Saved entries

◇ ◇ ◇ ◇ ◇

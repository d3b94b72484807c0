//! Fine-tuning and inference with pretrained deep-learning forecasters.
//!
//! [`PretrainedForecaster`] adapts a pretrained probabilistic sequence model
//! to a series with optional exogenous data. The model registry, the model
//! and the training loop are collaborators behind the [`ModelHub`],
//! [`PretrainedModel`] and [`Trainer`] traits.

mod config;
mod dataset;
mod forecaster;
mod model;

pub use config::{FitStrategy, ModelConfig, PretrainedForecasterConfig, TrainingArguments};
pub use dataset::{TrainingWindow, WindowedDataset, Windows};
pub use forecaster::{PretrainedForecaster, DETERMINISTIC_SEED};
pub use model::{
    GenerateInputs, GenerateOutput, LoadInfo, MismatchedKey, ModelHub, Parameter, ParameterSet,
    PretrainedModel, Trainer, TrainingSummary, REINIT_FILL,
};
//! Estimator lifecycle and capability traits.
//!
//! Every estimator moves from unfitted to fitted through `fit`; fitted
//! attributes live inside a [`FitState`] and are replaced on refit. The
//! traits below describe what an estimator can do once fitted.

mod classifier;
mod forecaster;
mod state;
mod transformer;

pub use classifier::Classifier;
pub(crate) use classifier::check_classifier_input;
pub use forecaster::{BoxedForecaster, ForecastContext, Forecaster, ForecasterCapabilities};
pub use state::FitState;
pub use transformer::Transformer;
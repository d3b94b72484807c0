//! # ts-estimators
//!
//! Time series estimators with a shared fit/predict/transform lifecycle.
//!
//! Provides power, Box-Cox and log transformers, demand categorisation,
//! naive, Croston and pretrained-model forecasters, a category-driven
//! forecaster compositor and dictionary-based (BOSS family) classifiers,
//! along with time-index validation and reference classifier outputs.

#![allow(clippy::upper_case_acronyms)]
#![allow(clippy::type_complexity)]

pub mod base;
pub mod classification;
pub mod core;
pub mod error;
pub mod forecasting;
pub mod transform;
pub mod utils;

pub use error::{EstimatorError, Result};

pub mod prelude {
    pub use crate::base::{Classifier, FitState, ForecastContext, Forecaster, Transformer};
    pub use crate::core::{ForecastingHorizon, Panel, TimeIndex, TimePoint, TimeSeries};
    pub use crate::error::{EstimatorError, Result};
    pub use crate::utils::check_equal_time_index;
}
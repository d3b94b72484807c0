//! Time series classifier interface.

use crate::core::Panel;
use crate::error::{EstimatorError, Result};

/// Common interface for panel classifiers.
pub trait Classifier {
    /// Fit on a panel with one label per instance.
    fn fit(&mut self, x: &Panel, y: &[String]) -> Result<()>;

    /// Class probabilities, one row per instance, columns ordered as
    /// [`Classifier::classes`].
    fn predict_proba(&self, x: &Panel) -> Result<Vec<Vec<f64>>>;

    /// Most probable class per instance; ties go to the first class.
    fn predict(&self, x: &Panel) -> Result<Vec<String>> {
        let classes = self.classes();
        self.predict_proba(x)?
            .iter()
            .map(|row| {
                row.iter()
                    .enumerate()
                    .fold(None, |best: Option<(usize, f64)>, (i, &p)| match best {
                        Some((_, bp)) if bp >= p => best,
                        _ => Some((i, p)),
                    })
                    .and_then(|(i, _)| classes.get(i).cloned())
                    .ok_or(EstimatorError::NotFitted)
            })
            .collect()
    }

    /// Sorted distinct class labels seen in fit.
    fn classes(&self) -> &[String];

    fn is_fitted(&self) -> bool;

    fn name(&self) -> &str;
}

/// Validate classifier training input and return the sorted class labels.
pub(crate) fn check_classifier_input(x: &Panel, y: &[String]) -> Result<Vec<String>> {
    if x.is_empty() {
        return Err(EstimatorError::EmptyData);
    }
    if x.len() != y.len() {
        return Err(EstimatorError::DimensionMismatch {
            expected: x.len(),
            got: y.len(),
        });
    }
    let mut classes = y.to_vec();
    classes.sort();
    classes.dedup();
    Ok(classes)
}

◇ ◇ ◇ ◇ ◇

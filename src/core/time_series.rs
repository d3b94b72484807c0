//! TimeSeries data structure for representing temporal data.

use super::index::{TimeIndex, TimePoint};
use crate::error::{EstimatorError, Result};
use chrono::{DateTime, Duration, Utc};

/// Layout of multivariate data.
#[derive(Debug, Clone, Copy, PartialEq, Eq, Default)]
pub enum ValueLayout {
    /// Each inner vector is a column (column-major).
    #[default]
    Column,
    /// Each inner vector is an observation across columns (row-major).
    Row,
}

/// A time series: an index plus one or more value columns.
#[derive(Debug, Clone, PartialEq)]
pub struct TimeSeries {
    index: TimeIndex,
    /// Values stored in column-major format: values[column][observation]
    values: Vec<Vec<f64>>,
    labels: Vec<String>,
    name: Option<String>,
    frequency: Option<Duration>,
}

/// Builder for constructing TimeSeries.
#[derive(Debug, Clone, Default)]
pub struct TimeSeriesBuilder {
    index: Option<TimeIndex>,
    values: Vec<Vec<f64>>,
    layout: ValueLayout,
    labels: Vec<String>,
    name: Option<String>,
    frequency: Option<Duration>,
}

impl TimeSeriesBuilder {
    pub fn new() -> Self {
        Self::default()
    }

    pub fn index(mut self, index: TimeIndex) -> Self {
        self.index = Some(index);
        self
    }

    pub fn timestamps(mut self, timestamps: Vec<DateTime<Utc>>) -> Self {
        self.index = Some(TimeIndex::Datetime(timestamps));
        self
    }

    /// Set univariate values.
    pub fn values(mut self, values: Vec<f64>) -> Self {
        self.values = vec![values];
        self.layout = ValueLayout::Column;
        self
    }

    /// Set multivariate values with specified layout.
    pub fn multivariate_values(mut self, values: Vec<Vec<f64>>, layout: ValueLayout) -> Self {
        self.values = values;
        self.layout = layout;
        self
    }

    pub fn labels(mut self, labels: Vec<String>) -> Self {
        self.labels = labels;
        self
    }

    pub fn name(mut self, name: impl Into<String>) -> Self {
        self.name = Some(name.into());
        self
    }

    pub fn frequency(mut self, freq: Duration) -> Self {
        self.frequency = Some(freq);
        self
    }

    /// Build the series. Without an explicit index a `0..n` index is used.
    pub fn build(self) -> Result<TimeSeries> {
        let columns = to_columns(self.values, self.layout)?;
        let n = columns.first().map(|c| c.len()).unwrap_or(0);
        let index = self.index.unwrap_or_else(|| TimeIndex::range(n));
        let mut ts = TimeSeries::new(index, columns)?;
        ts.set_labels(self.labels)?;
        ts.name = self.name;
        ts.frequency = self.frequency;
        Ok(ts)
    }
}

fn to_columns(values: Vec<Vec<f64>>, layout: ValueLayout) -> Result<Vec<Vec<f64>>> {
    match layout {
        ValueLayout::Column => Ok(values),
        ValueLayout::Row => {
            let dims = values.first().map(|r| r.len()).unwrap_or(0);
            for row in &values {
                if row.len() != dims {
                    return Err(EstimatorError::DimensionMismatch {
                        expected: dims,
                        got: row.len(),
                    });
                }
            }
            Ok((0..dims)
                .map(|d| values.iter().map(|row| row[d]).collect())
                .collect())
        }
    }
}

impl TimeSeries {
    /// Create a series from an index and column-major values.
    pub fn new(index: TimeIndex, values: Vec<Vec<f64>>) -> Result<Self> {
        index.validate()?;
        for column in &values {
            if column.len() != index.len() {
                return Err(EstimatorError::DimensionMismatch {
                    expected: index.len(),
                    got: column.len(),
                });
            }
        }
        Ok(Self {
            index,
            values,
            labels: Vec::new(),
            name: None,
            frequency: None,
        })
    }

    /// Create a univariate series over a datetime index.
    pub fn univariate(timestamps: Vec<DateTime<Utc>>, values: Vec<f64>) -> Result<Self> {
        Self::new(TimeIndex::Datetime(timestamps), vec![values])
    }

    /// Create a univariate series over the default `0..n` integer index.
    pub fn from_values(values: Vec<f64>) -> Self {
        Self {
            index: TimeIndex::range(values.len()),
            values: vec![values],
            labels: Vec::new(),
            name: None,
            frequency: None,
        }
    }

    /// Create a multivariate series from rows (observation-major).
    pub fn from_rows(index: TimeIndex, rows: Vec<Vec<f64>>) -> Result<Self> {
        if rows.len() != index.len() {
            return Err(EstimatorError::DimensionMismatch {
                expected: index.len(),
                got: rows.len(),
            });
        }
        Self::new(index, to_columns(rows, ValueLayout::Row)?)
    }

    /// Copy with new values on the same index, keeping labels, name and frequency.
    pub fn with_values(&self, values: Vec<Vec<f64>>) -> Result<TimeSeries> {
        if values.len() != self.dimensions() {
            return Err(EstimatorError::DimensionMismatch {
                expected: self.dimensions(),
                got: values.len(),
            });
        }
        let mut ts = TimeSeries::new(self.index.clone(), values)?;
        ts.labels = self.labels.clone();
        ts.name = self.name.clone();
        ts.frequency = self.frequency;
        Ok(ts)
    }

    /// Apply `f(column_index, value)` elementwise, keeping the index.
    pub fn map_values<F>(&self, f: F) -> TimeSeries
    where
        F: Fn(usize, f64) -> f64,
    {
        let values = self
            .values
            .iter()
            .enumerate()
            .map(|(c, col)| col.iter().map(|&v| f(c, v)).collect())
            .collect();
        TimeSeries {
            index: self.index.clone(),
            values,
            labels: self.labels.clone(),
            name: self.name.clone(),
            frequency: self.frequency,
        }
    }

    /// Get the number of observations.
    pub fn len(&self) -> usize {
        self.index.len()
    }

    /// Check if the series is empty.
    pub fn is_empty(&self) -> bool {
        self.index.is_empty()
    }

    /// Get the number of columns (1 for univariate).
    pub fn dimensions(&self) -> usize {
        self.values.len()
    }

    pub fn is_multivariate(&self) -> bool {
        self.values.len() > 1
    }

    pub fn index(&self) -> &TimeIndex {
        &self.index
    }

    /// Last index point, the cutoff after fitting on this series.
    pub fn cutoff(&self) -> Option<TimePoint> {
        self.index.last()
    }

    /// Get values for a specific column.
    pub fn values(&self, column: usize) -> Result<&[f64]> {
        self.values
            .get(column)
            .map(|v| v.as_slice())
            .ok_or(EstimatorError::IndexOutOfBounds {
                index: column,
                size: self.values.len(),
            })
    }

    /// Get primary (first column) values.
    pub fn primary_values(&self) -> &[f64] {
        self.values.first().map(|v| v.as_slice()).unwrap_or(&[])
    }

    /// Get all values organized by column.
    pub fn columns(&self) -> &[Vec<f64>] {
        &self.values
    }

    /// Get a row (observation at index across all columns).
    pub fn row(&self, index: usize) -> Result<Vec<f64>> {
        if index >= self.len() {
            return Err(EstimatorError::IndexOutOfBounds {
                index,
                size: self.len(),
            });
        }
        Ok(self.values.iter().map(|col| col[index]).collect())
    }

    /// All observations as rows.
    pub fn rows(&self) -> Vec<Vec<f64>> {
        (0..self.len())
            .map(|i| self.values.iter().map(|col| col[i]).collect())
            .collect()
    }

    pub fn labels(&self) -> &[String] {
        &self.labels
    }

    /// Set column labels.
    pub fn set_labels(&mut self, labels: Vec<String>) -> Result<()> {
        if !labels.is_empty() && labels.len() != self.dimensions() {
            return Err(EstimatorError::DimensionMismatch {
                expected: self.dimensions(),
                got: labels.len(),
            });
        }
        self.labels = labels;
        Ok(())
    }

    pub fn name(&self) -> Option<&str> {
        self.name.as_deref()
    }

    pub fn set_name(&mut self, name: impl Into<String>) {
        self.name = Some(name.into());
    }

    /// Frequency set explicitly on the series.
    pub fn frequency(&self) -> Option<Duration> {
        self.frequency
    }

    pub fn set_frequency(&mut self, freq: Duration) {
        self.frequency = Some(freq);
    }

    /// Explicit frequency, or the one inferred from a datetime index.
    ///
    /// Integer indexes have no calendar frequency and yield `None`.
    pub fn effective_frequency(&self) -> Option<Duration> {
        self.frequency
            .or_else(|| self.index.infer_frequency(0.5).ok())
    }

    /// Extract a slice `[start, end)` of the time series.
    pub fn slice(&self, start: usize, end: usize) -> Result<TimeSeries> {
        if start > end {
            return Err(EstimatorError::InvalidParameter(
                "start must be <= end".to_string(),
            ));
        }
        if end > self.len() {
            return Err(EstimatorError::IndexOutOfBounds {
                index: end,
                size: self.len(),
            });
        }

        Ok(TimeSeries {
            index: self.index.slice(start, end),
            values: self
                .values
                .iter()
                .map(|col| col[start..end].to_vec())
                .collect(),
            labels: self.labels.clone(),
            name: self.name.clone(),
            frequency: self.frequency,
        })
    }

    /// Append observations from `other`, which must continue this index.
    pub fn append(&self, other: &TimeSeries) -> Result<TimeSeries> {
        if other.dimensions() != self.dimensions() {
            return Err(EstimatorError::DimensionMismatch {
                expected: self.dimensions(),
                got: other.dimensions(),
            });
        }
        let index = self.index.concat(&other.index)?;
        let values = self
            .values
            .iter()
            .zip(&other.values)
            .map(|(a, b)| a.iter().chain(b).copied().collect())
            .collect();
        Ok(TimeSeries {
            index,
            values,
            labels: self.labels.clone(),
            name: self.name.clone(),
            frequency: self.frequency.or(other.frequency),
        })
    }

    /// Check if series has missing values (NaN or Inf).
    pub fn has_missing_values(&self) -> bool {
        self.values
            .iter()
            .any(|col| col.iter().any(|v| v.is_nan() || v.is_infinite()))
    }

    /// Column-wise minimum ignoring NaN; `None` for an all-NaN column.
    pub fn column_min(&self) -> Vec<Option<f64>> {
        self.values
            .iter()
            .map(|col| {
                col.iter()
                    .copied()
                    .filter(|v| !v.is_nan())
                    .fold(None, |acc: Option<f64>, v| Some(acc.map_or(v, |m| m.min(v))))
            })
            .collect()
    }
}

◇ ◇ ◇ ◇ ◇

Work to be completed
Search the data above for the word "ForecastContext" and count the lines where it appears. Only the number should be given.

Worked solution
2